→ **What is required**:
With no omissions, write out every record given below.

╭─ Data in this exercise

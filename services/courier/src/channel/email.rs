//! 邮件通道

use std::collections::BTreeMap;
use std::sync::Arc;

use courier_errors::AppResult;
use courier_ports::{EmailTransport, Message, OutgoingEmail};
use tracing::{debug, error};

use crate::template::{EmailTemplate, TemplateEngine};

/// 发件人身份与固定邮件头
#[derive(Debug, Clone, Default)]
pub struct EmailSender {
    pub from_address: String,
    pub from_name: Option<String>,
    pub headers: BTreeMap<String, String>,
}

pub struct EmailDispatcher {
    transport: Arc<dyn EmailTransport>,
    templates: Arc<TemplateEngine>,
    sender: EmailSender,
}

impl EmailDispatcher {
    pub fn new(
        transport: Arc<dyn EmailTransport>,
        templates: Arc<TemplateEngine>,
        sender: EmailSender,
    ) -> Self {
        Self {
            transport,
            templates,
            sender,
        }
    }

    pub fn host(&self) -> &str {
        self.transport.host()
    }

    /// 投递邮件
    ///
    /// 纯文本正文与主题取自入队时的快照；HTML 备选正文从模板负载重新渲染，
    /// 渲染失败只记录日志并退回纯文本。
    pub async fn dispatch(&self, message: &Message) -> AppResult<()> {
        let html_body = match EmailTemplate::from_message(message)
            .and_then(|template| template.body_html(&self.templates))
        {
            Ok(html) => Some(html),
            Err(e) => {
                error!(
                    message_id = %message.id,
                    template_type = %message.template_type,
                    error = %e,
                    "Unable to render HTML body from email template, sending plaintext only"
                );
                None
            }
        };

        let email = OutgoingEmail {
            from_address: self.sender.from_address.clone(),
            from_name: self.sender.from_name.clone(),
            to: message.recipient.clone(),
            subject: message.subject.clone(),
            headers: self.sender.headers.clone(),
            text_body: message.body.clone(),
            html_body,
        };

        if let Err(e) = self.transport.send(&email).await {
            error!(
                message_id = %message.id,
                smtp_server = %self.transport.host(),
                error = %e,
                "Unable to send email using SMTP connection"
            );
            return Err(e);
        }

        debug!(
            message_id = %message.id,
            smtp_server = %self.transport.host(),
            "Email delivered to SMTP server"
        );
        Ok(())
    }
}
//! 通用重试机制模块
//!
//! 提供带指数退避、随机抖动和协作式取消的重试逻辑

use std::fmt;
use std::future::Future;
use std::time::Duration;

use rand::Rng;
use serde::{Deserialize, Serialize};
use tokio::time::Instant;
use tokio_util::sync::CancellationToken;
use tracing::{info, warn};

/// 通用重试配置
#[derive(Debug, Clone, Serialize, Deserialize)]
pub struct RetryConfig {
    /// 最大尝试次数，`None` 表示只受总时长限制
    #[serde(default)]
    pub max_attempts: Option<u32>,
    /// 初始延迟
    pub initial_delay: Duration,
    /// 最大延迟
    pub max_delay: Duration,
    /// 退避乘数
    #[serde(default = "default_multiplier")]
    pub multiplier: f64,
    /// 随机抖动系数，实际延迟落在 `delay * (1 ± factor)` 区间
    #[serde(default)]
    pub randomization_factor: f64,
    /// 重试总时长上限
    #[serde(default)]
    pub max_elapsed: Option<Duration>,
}

fn default_multiplier() -> f64 {
    1.5
}

impl Default for RetryConfig {
    fn default() -> Self {
        Self {
            max_attempts: None,
            initial_delay: Duration::from_millis(500),
            max_delay: Duration::from_secs(60),
            multiplier: 1.5,
            randomization_factor: 0.5,
            max_elapsed: Some(Duration::from_secs(15 * 60)),
        }
    }
}

impl RetryConfig {
    /// 创建按次数限制、无抖动的重试配置
    pub fn new(max_attempts: u32, initial_delay: Duration, max_delay: Duration) -> Self {
        Self {
            max_attempts: Some(max_attempts),
            initial_delay,
            max_delay,
            multiplier: 2.0,
            randomization_factor: 0.0,
            max_elapsed: None,
        }
    }

    /// 计算第 n 次重试的基础延迟（不含抖动）
    pub fn delay_for_attempt(&self, attempt: u32) -> Duration {
        let delay_ms =
            self.initial_delay.as_millis() as f64 * self.multiplier.powi(attempt as i32);
        let capped_delay = (delay_ms as u64).min(self.max_delay.as_millis() as u64);
        Duration::from_millis(capped_delay)
    }

    /// 计算第 n 次重试的实际延迟（含抖动）
    pub fn jittered_delay(&self, attempt: u32) -> Duration {
        let base = self.delay_for_attempt(attempt);
        if self.randomization_factor <= 0.0 || base.is_zero() {
            return base;
        }

        let base_ms = base.as_millis() as f64;
        let delta = self.randomization_factor * base_ms;
        let jittered = rand::thread_rng().gen_range((base_ms - delta)..=(base_ms + delta));
        Duration::from_millis(jittered.max(0.0) as u64)
    }
}

/// 重试终止原因
#[derive(Debug)]
pub enum RetryError<E> {
    /// 等待期间收到取消信号
    Cancelled,
    /// 次数或总时长用尽，携带最后一次错误
    Exhausted { attempts: u32, last_error: E },
}

impl<E> RetryError<E> {
    pub fn is_cancelled(&self) -> bool {
        matches!(self, Self::Cancelled)
    }
}

impl<E: fmt::Display> fmt::Display for RetryError<E> {
    fn fmt(&self, f: &mut fmt::Formatter<'_>) -> fmt::Result {
        match self {
            Self::Cancelled => write!(f, "retry cancelled"),
            Self::Exhausted {
                attempts,
                last_error,
            } => write!(f, "gave up after {attempts} attempts: {last_error}"),
        }
    }
}

/// 带指数退避的异步操作执行器
///
/// 每次尝试前以及每次等待期间都会检查 `shutdown`；
/// 已经开始的尝试不会被中断。
///
/// # 参数
/// - `config`: 重试配置
/// - `operation_name`: 操作名称（用于日志）
/// - `shutdown`: 取消信号
/// - `operation`: 要执行的异步操作
pub async fn with_retry<F, Fut, T, E>(
    config: &RetryConfig,
    operation_name: &str,
    shutdown: &CancellationToken,
    mut operation: F,
) -> Result<T, RetryError<E>>
where
    F: FnMut() -> Fut,
    Fut: Future<Output = Result<T, E>>,
    E: fmt::Display,
{
    let started = Instant::now();
    let mut attempt: u32 = 0;

    loop {
        if shutdown.is_cancelled() {
            return Err(RetryError::Cancelled);
        }

        match operation().await {
            Ok(result) => {
                if attempt > 0 {
                    info!(
                        operation = operation_name,
                        attempt = attempt + 1,
                        "Operation succeeded after retry"
                    );
                }
                return Ok(result);
            }
            Err(e) => {
                let delay = config.jittered_delay(attempt);
                attempt += 1;

                let attempts_exhausted = config.max_attempts.is_some_and(|max| attempt >= max);
                let elapsed_exhausted = config
                    .max_elapsed
                    .is_some_and(|max| started.elapsed() + delay > max);

                if attempts_exhausted || elapsed_exhausted {
                    warn!(
                        operation = operation_name,
                        attempt,
                        elapsed_ms = started.elapsed().as_millis() as u64,
                        error = %e,
                        "Operation failed, no more retries"
                    );
                    return Err(RetryError::Exhausted {
                        attempts: attempt,
                        last_error: e,
                    });
                }

                warn!(
                    operation = operation_name,
                    attempt,
                    error = %e,
                    delay_ms = delay.as_millis() as u64,
                    "Operation failed, retrying"
                );

                tokio::select! {
                    _ = shutdown.cancelled() => return Err(RetryError::Cancelled),
                    _ = tokio::time::sleep(delay) => {}
                }
            }
        }
    }
}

╰─

→ **Completed exercise**:
filename services/courier/src/channel/email.rs
//! 邮件通道

use std::collections::BTreeMap;
use std::sync::Arc;

use courier_errors::AppResult;
use courier_ports::{EmailTransport, Message, OutgoingEmail};
use tracing::{debug, error};

use crate::template::{EmailTemplate, TemplateEngine};

/// 发件人身份与固定邮件头
#[derive(Debug, Clone, Default)]
pub struct EmailSender {
    pub from_address: String,
    pub from_name: Option<String>,
    pub headers: BTreeMap<String, String>,
}

pub struct EmailDispatcher {
    transport: Arc<dyn EmailTransport>,
    templates: Arc<TemplateEngine>,
    sender: EmailSender,
}

impl EmailDispatcher {
    pub fn new(
        transport: Arc<dyn EmailTransport>,
        templates: Arc<TemplateEngine>,
        sender: EmailSender,
    ) -> Self {
        Self {
            transport,
            templates,
            sender,
        }
    }

    pub fn host(&self) -> &str {
        self.transport.host()
    }

    /// 投递邮件
    ///
    /// 纯文本正文与主题取自入队时的快照；HTML 备选正文从模板负载重新渲染，
    /// 渲染失败只记录日志并退回纯文本。
    pub async fn dispatch(&self, message: &Message) -> AppResult<()> {
        let html_body = match EmailTemplate::from_message(message)
            .and_then(|template| template.body_html(&self.templates))
        {
            Ok(html) => Some(html),
            Err(e) => {
                error!(
                    message_id = %message.id,
                    template_type = %message.template_type,
                    error = %e,
                    "Unable to render HTML body from email template, sending plaintext only"
                );
                None
            }
        };

        let email = OutgoingEmail {
            from_address: self.sender.from_address.clone(),
            from_name: self.sender.from_name.clone(),
            to: message.recipient.clone(),
            subject: message.subject.clone(),
            headers: self.sender.headers.clone(),
            text_body: message.body.clone(),
            html_body,
        };

        if let Err(e) = self.transport.send(&email).await {
            error!(
                message_id = %message.id,
                smtp_server = %self.transport.host(),
                error = %e,
                "Unable to send email using SMTP connection"
            );
            return Err(e);
        }

        debug!(
            message_id = %message.id,
            smtp_server = %self.transport.host(),
            "Email delivered to SMTP server"
        );
        Ok(())
    }
}
//! 通用重试机制模块
//!
//! 提供带指数退避、随机抖动和协作式取消的重试逻辑

use std::fmt;
use std::future::Future;
use std::time::Duration;

use rand::Rng;
use serde::{Deserialize, Serialize};
use tokio::time::Instant;
use tokio_util::sync::CancellationToken;
use tracing::{info, warn};

/// 通用重试配置
#[derive(Debug, Clone, Serialize, Deserialize)]
pub struct RetryConfig {
    /// 最大尝试次数，`None` 表示只受总时长限制
    #[serde(default)]
    pub max_attempts: Option<u32>,
    /// 初始延迟
    pub initial_delay: Duration,
    /// 最大延迟
    pub max_delay: Duration,
    /// 退避乘数
    #[serde(default = "default_multiplier")]
    pub multiplier: f64,
    /// 随机抖动系数，实际延迟落在 `delay * (1 ± factor)` 区间
    #[serde(default)]
    pub randomization_factor: f64,
    /// 重试总时长上限
    #[serde(default)]
    pub max_elapsed: Option<Duration>,
}

fn default_multiplier() -> f64 {
    1.5
}

impl Default for RetryConfig {
    fn default() -> Self {
        Self {
            max_attempts: None,
            initial_delay: Duration::from_millis(500),
            max_delay: Duration::from_secs(60),
            multiplier: 1.5,
            randomization_factor: 0.5,
            max_elapsed: Some(Duration::from_secs(15 * 60)),
        }
    }
}

impl RetryConfig {
    /// 创建按次数限制、无抖动的重试配置
    pub fn new(max_attempts: u32, initial_delay: Duration, max_delay: Duration) -> Self {
        Self {
            max_attempts: Some(max_attempts),
            initial_delay,
            max_delay,
            multiplier: 2.0,
            randomization_factor: 0.0,
            max_elapsed: None,
        }
    }

    /// 计算第 n 次重试的基础延迟（不含抖动）
    pub fn delay_for_attempt(&self, attempt: u32) -> Duration {
        let delay_ms =
            self.initial_delay.as_millis() as f64 * self.multiplier.powi(attempt as i32);
        let capped_delay = (delay_ms as u64).min(self.max_delay.as_millis() as u64);
        Duration::from_millis(capped_delay)
    }

    /// 计算第 n 次重试的实际延迟（含抖动）
    pub fn jittered_delay(&self, attempt: u32) -> Duration {
        let base = self.delay_for_attempt(attempt);
        if self.randomization_factor <= 0.0 || base.is_zero() {
            return base;
        }

        let base_ms = base.as_millis() as f64;
        let delta = self.randomization_factor * base_ms;
        let jittered = rand::thread_rng().gen_range((base_ms - delta)..=(base_ms + delta));
        Duration::from_millis(jittered.max(0.0) as u64)
    }
}

/// 重试终止原因
#[derive(Debug)]
pub enum RetryError<E> {
    /// 等待期间收到取消信号
    Cancelled,
    /// 次数或总时长用尽，携带最后一次错误
    Exhausted { attempts: u32, last_error: E },
}

impl<E> RetryError<E> {
    pub fn is_cancelled(&self) -> bool {
        matches!(self, Self::Cancelled)
    }
}

impl<E: fmt::Display> fmt::Display for RetryError<E> {
    fn fmt(&self, f: &mut fmt::Formatter<'_>) -> fmt::Result {
        match self {
            Self::Cancelled => write!(f, "retry cancelled"),
            Self::Exhausted {
                attempts,
                last_error,
            } => write!(f, "gave up after {attempts} attempts: {last_error}"),
        }
    }
}

/// 带指数退避的异步操作执行器
///
/// 每次尝试前以及每次等待期间都会检查 `shutdown`；
/// 已经开始的尝试不会被中断。
///
/// # 参数
/// - `config`: 重试配置
/// - `operation_name`: 操作名称（用于日志）
/// - `shutdown`: 取消信号
/// - `operation`: 要执行的异步操作
pub async fn with_retry<F, Fut, T, E>(
    config: &RetryConfig,
    operation_name: &str,
    shutdown: &CancellationToken,
    mut operation: F,
) -> Result<T, RetryError<E>>
where
    F: FnMut() -> Fut,
    Fut: Future<Output = Result<T, E>>,
    E: fmt::Display,
{
    let started = Instant::now();
    let mut attempt: u32 = 0;

    loop {
        if shutdown.is_cancelled() {
            return Err(RetryError::Cancelled);
        }

        match operation().await {
            Ok(result) => {
                if attempt > 0 {
                    info!(
                        operation = operation_name,
                        attempt = attempt + 1,
                        "Operation succeeded after retry"
                    );
                }
                return Ok(result);
            }
            Err(e) => {
                let delay = config.jittered_delay(attempt);
                attempt += 1;

                let attempts_exhausted = config.max_attempts.is_some_and(|max| attempt >= max);
                let elapsed_exhausted = config
                    .max_elapsed
                    .is_some_and(|max| started.elapsed() + delay > max);

                if attempts_exhausted || elapsed_exhausted {
                    warn!(
                        operation = operation_name,
                        attempt,
                        elapsed_ms = started.elapsed().as_millis() as u64,
                        error = %e,
                        "Operation failed, no more retries"
                    );
                    return Err(RetryError::Exhausted {
                        attempts: attempt,
                        last_error: e,
                    });
                }

                warn!(
                    operation = operation_name,
                    attempt,
                    error = %e,
                    delay_ms = delay.as_millis() as u64,
                    "Operation failed, retrying"
                );

                tokio::select! {
                    _ = shutdown.cancelled() => return Err(RetryError::Cancelled),
                    _ = tokio::time::sleep(delay) => {}
                }
            }
        }
    }
}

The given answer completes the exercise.